Economists talk in terms of whether a phenomenon is cyclical or structural. High unemployment, for example, can be a cyclical problem when uctuations in economic activity trend downward—many laid-off workers will be rehired when the cycle resumes an upswing. Structural unemployment, on the other hand, happens when underlying conditions change fundamentally, resulting in a mismatch between the demands of the labor market and how the labor force has been trained. This can lead to a prolonged period of high unemployment.

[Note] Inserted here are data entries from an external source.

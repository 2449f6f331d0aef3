//! Transaction service
//!
//! Posting: load the account, validate currency support and sufficient
//! funds, apply the delta, persist account then transaction, publish. The
//! whole window runs under the account's lock so concurrent posts are
//! additive. Querying: date-filtered, paginated history in stable
//! insertion order.

use std::sync::Arc;

use chrono::Utc;
use uuid::Uuid;

use crate::domain::{Amount, DomainError, LedgerEvent, Transaction, TransactionKind};
use crate::error::AppResult;
use crate::events::EventPublisher;
use crate::locks::AccountLocks;
use crate::store::{AccountStore, TransactionFilter, TransactionStore};

use super::{AccountService, ListTransactions, PostTransaction};

/// Transaction poster and query service.
#[derive(Clone)]
pub struct TransactionService {
    accounts: Arc<AccountService>,
    account_store: Arc<dyn AccountStore>,
    transactions: Arc<dyn TransactionStore>,
    publisher: Arc<dyn EventPublisher>,
    locks: AccountLocks,
}

impl TransactionService {
    pub fn new(
        accounts: Arc<AccountService>,
        account_store: Arc<dyn AccountStore>,
        transactions: Arc<dyn TransactionStore>,
        publisher: Arc<dyn EventPublisher>,
        locks: AccountLocks,
    ) -> Self {
        Self {
            accounts,
            account_store,
            transactions,
            publisher,
            locks,
        }
    }

    /// Validate and apply one transaction against its account.
    ///
    /// Outbound posts require `balance >= amount`; equality is allowed and
    /// leaves the balance at zero. On any failure the account is untouched.
    pub async fn post(&self, command: PostTransaction) -> AppResult<Transaction> {
        // Defensive: upstream shape validation should already have rejected
        // non-positive amounts.
        let amount = Amount::new(command.amount)
            .map_err(|e| DomainError::InvalidAmount(e.to_string()))?;

        let _guard = self.locks.acquire(command.account_id).await;

        let mut account = self.accounts.get(command.account_id).await?;

        if !account.holds(command.currency) {
            return Err(DomainError::unsupported_currency(command.currency.as_str()).into());
        }

        if command.kind == TransactionKind::Outbound {
            let available = account.balances.get(command.currency);
            if available < amount.value() {
                return Err(DomainError::insufficient_balance(
                    command.currency,
                    amount.value(),
                    available,
                )
                .into());
            }
        }

        let delta = command.kind.signed(amount.value());
        account.balances =
            account
                .balances
                .apply_delta(&account.currencies, command.currency, delta)?;
        account.updated_at = Utc::now();

        let transaction = Transaction::post(
            account.id,
            command.kind,
            command.currency,
            amount,
            command.date,
        );

        // Account first. The transaction record is not written when the
        // account save fails, so a phantom record cannot exist; the reverse
        // gap (account saved, record insert fails) is accepted and surfaced
        // to the caller as the storage error.
        self.account_store.save(&account).await?;
        self.transactions.insert(&transaction).await?;

        self.publisher
            .publish(LedgerEvent::transaction_created(&transaction))
            .await?;

        tracing::info!(
            transaction_id = %transaction.id,
            account_id = %account.id,
            kind = transaction.kind.as_str(),
            currency = %transaction.currency,
            amount = %transaction.amount,
            "transaction posted"
        );
        Ok(transaction)
    }

    /// List an account's transactions filtered by date range.
    ///
    /// The returned total is the size of the account's full history, not of
    /// the filtered page: the date filter narrows `transactions` only.
    pub async fn list(
        &self,
        account_id: Uuid,
        query: ListTransactions,
    ) -> AppResult<(Vec<Transaction>, u64)> {
        let account = self.accounts.get(account_id).await?;

        let filter = TransactionFilter {
            from: query.from,
            to: query.to,
            skip: positive(query.skip),
            limit: positive(query.limit),
        };

        let transactions = self.transactions.find_by_account(account.id, &filter).await?;
        let total = self.transactions.count_by_account(account.id).await?;

        Ok((transactions, total))
    }
}

fn positive(value: Option<i64>) -> Option<u64> {
    value.filter(|v| *v > 0).map(|v| v as u64)
}

#[cfg(test)]
mod tests {
    use super::*;

    #[test]
    fn test_positive_drops_non_positive_values() {
        assert_eq!(positive(None), None);
        assert_eq!(positive(Some(0)), None);
        assert_eq!(positive(Some(-5)), None);
        assert_eq!(positive(Some(10)), Some(10));
    }
}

Colorado’s budgetary woes are both cyclical and structural. The extraordinary revenue shortfalls that have plagued state government for much of the last decade were caused, in large part, by two extreme economic downturns, the latter of which was, by many measures, the worst since the Great Depression. When the economy improves, tax collections will pick up. But absent major changes in policy, a structural imbalance underlying the fiscal workings of state government will ensure that Colorado’s budget problems persist for many years to come.

The bottom line is this: Even a strong recovery and sustained job growth over the next decade and a half will not produce enough income and sales tax revenue to afford Colorado’s share of Medicaid funding and the state’s payment for public schools under current constitutional and statutory provisions. Together with the rising (although more stable than in the past) cost of the state’s prison system, the two biggest programs in the state General Fund will continue to crowd out higher education and other programs competing for the same tax dollars.

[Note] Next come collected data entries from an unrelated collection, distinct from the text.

//! Database module
//!
//! Database connection and schema verification utilities.
//! Schema itself lives in raw SQL files under migrations/.

use sqlx::PgPool;

/// Simple connectivity check
pub async fn verify_connection(pool: &PgPool) -> Result<(), sqlx::Error> {
    sqlx::query("SELECT 1").execute(pool).await?;
    Ok(())
}

/// Check if required tables exist
pub async fn check_schema(pool: &PgPool) -> Result<bool, sqlx::Error> {
    let required_tables = ["accounts", "transactions"];

    for table in required_tables {
        let exists: bool = sqlx::query_scalar(
            r#"
            SELECT EXISTS (
                SELECT 1 FROM information_schema.tables
                WHERE table_schema = 'public' AND table_name = $1
            )
            "#,
        )
        .bind(table)
        .fetch_one(pool)
        .await?;

        if !exists {
            tracing::error!("Required table '{}' does not exist", table);
            return Ok(false);
        }
    }

    Ok(true)
}
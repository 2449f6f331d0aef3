//! Persistence collaborator
//!
//! The core talks to storage through these traits only. Two implementations
//! exist: [`PgStore`] over PostgreSQL for the server binary, and
//! [`MemoryStore`] as an embedded backend used by the test suite.

use async_trait::async_trait;
use chrono::{DateTime, Utc};
use uuid::Uuid;

use crate::domain::{Account, Transaction};

mod memory;
mod postgres;

pub use memory::MemoryStore;
pub use postgres::PgStore;

/// Storage failures surfaced to the core.
#[derive(Debug, thiserror::Error)]
pub enum StoreError {
    /// A uniqueness constraint was violated. Carries the colliding field so
    /// the transport can produce a useful message.
    #[error("Duplicate value for unique field {field}")]
    DuplicateKey { field: &'static str },

    #[error("Database error: {0}")]
    Database(#[from] sqlx::Error),
}

/// Date-range and pagination filter for transaction listings.
///
/// `skip`/`limit` are only present when positive; the services normalize
/// non-positive caller values to `None` before building the filter.
#[derive(Debug, Clone, Default)]
pub struct TransactionFilter {
    pub from: Option<DateTime<Utc>>,
    pub to: Option<DateTime<Utc>>,
    pub skip: Option<u64>,
    pub limit: Option<u64>,
}

/// Account collection, with uniqueness enforced on `customer_id` and
/// `account_number`.
#[async_trait]
pub trait AccountStore: Send + Sync {
    /// Persist a new account. Fails with `DuplicateKey` when `customer_id` or
    /// `account_number` is already taken.
    async fn insert(&self, account: &Account) -> Result<(), StoreError>;

    async fn find_by_id(&self, id: Uuid) -> Result<Option<Account>, StoreError>;

    /// Persist the current state of an existing account. Subject to the same
    /// uniqueness constraints as `insert`.
    async fn save(&self, account: &Account) -> Result<(), StoreError>;
}

/// Transaction collection. Append-only; records are never updated.
#[async_trait]
pub trait TransactionStore: Send + Sync {
    async fn insert(&self, transaction: &Transaction) -> Result<(), StoreError>;

    /// Transactions for one account matching the filter, in stable insertion
    /// order (oldest first).
    async fn find_by_account(
        &self,
        account_id: Uuid,
        filter: &TransactionFilter,
    ) -> Result<Vec<Transaction>, StoreError>;

    /// Total number of transactions for the account, ignoring any filter.
    async fn count_by_account(&self, account_id: Uuid) -> Result<u64, StoreError>;
}

impl TransactionFilter {
    /// True when `date` falls inside the configured range.
    pub(crate) fn contains(&self, date: DateTime<Utc>) -> bool {
        if let Some(from) = self.from {
            if date < from {
                return false;
            }
        }
        if let Some(to) = self.to {
            if date > to {
                return false;
            }
        }
        true
    }
}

The Center for Colorado’s Economic Future created models that projected General Fund revenues and costs for the three largest General Fund program areas—K-12 education, Medicaid and corrections—from FY 2011–12 to FY 2024–25. Our forecasts show that the state’s annual expenditures for Medicaid medical services premiums will nearly triple during that period (184 percent). What the state pays every year to help fund public schools will more than double (118 percent). General Fund tax collections, however, will grow only 86 percent.